*** Opening EXERCISE INPUTS ***

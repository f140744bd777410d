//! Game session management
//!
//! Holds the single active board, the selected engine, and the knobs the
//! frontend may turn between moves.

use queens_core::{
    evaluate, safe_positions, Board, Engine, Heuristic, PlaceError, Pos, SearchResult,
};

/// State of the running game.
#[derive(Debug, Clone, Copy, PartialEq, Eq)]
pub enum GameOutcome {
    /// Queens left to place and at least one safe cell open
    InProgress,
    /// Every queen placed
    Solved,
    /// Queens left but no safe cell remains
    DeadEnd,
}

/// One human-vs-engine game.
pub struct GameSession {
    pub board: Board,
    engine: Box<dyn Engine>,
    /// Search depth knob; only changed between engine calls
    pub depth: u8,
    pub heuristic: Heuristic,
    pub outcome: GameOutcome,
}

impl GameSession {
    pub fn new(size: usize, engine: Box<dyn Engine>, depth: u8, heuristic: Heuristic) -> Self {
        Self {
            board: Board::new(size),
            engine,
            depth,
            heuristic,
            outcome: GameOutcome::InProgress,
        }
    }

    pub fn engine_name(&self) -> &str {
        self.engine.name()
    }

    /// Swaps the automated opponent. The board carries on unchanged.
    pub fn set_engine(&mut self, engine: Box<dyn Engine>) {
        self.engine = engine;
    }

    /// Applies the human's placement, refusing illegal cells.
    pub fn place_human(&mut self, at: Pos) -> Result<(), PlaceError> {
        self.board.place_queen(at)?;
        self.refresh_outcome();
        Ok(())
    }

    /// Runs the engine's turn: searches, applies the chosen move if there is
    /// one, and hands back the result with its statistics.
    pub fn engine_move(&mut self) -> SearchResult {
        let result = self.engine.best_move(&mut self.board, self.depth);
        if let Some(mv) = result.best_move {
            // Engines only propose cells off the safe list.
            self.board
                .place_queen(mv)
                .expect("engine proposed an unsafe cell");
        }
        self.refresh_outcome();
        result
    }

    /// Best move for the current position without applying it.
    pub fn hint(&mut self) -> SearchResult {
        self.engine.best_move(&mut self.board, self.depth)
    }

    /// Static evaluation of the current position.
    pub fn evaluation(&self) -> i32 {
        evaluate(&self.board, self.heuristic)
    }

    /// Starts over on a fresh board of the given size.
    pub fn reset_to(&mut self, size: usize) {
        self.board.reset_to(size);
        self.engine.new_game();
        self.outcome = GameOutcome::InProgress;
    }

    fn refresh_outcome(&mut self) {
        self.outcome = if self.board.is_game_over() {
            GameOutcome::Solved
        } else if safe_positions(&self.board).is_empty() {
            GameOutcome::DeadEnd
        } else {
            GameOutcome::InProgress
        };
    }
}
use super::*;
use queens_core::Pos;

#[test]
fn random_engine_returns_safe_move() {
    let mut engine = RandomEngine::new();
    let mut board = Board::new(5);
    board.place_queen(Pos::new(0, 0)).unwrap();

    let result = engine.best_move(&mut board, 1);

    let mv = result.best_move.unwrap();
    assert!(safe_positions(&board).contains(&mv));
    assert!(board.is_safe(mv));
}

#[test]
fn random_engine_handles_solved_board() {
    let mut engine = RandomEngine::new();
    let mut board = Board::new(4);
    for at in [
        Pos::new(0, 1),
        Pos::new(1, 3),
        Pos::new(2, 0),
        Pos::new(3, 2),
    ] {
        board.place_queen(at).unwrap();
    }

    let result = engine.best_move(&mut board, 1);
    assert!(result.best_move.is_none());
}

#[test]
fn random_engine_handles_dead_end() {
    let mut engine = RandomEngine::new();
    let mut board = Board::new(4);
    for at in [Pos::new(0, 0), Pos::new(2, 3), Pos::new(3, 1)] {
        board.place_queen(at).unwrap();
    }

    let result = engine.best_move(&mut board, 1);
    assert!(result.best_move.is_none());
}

*** Closing EXERCISE INPUTS ***

Write the records above out again precisely.

repository f140744bd777410d
//! Game session management
//!
//! Holds the single active board, the selected engine, and the knobs the
//! frontend may turn between moves.

use queens_core::{
    evaluate, safe_positions, Board, Engine, Heuristic, PlaceError, Pos, SearchResult,
};

/// State of the running game.
#[derive(Debug, Clone, Copy, PartialEq, Eq)]
pub enum GameOutcome {
    /// Queens left to place and at least one safe cell open
    InProgress,
    /// Every queen placed
    Solved,
    /// Queens left but no safe cell remains
    DeadEnd,
}

/// One human-vs-engine game.
pub struct GameSession {
    pub board: Board,
    engine: Box<dyn Engine>,
    /// Search depth knob; only changed between engine calls
    pub depth: u8,
    pub heuristic: Heuristic,
    pub outcome: GameOutcome,
}

impl GameSession {
    pub fn new(size: usize, engine: Box<dyn Engine>, depth: u8, heuristic: Heuristic) -> Self {
        Self {
            board: Board::new(size),
            engine,
            depth,
            heuristic,
            outcome: GameOutcome::InProgress,
        }
    }

    pub fn engine_name(&self) -> &str {
        self.engine.name()
    }

    /// Swaps the automated opponent. The board carries on unchanged.
    pub fn set_engine(&mut self, engine: Box<dyn Engine>) {
        self.engine = engine;
    }

    /// Applies the human's placement, refusing illegal cells.
    pub fn place_human(&mut self, at: Pos) -> Result<(), PlaceError> {
        self.board.place_queen(at)?;
        self.refresh_outcome();
        Ok(())
    }

    /// Runs the engine's turn: searches, applies the chosen move if there is
    /// one, and hands back the result with its statistics.
    pub fn engine_move(&mut self) -> SearchResult {
        let result = self.engine.best_move(&mut self.board, self.depth);
        if let Some(mv) = result.best_move {
            // Engines only propose cells off the safe list.
            self.board
                .place_queen(mv)
                .expect("engine proposed an unsafe cell");
        }
        self.refresh_outcome();
        result
    }

    /// Best move for the current position without applying it.
    pub fn hint(&mut self) -> SearchResult {
        self.engine.best_move(&mut self.board, self.depth)
    }

    /// Static evaluation of the current position.
    pub fn evaluation(&self) -> i32 {
        evaluate(&self.board, self.heuristic)
    }

    /// Starts over on a fresh board of the given size.
    pub fn reset_to(&mut self, size: usize) {
        self.board.reset_to(size);
        self.engine.new_game();
        self.outcome = GameOutcome::InProgress;
    }

    fn refresh_outcome(&mut self) {
        self.outcome = if self.board.is_game_over() {
            GameOutcome::Solved
        } else if safe_positions(&self.board).is_empty() {
            GameOutcome::DeadEnd
        } else {
            GameOutcome::InProgress
        };
    }
}
use super::*;
use queens_core::Pos;

#[test]
fn random_engine_returns_safe_move() {
    let mut engine = RandomEngine::new();
    let mut board = Board::new(5);
    board.place_queen(Pos::new(0, 0)).unwrap();

    let result = engine.best_move(&mut board, 1);

    let mv = result.best_move.unwrap();
    assert!(safe_positions(&board).contains(&mv));
    assert!(board.is_safe(mv));
}

#[test]
fn random_engine_handles_solved_board() {
    let mut engine = RandomEngine::new();
    let mut board = Board::new(4);
    for at in [
        Pos::new(0, 1),
        Pos::new(1, 3),
        Pos::new(2, 0),
        Pos::new(3, 2),
    ] {
        board.place_queen(at).unwrap();
    }

    let result = engine.best_move(&mut board, 1);
    assert!(result.best_move.is_none());
}

#[test]
fn random_engine_handles_dead_end() {
    let mut engine = RandomEngine::new();
    let mut board = Board::new(4);
    for at in [Pos::new(0, 0), Pos::new(2, 3), Pos::new(3, 1)] {
        board.place_queen(at).unwrap();
    }

    let result = engine.best_move(&mut board, 1);
    assert!(result.best_move.is_none());
}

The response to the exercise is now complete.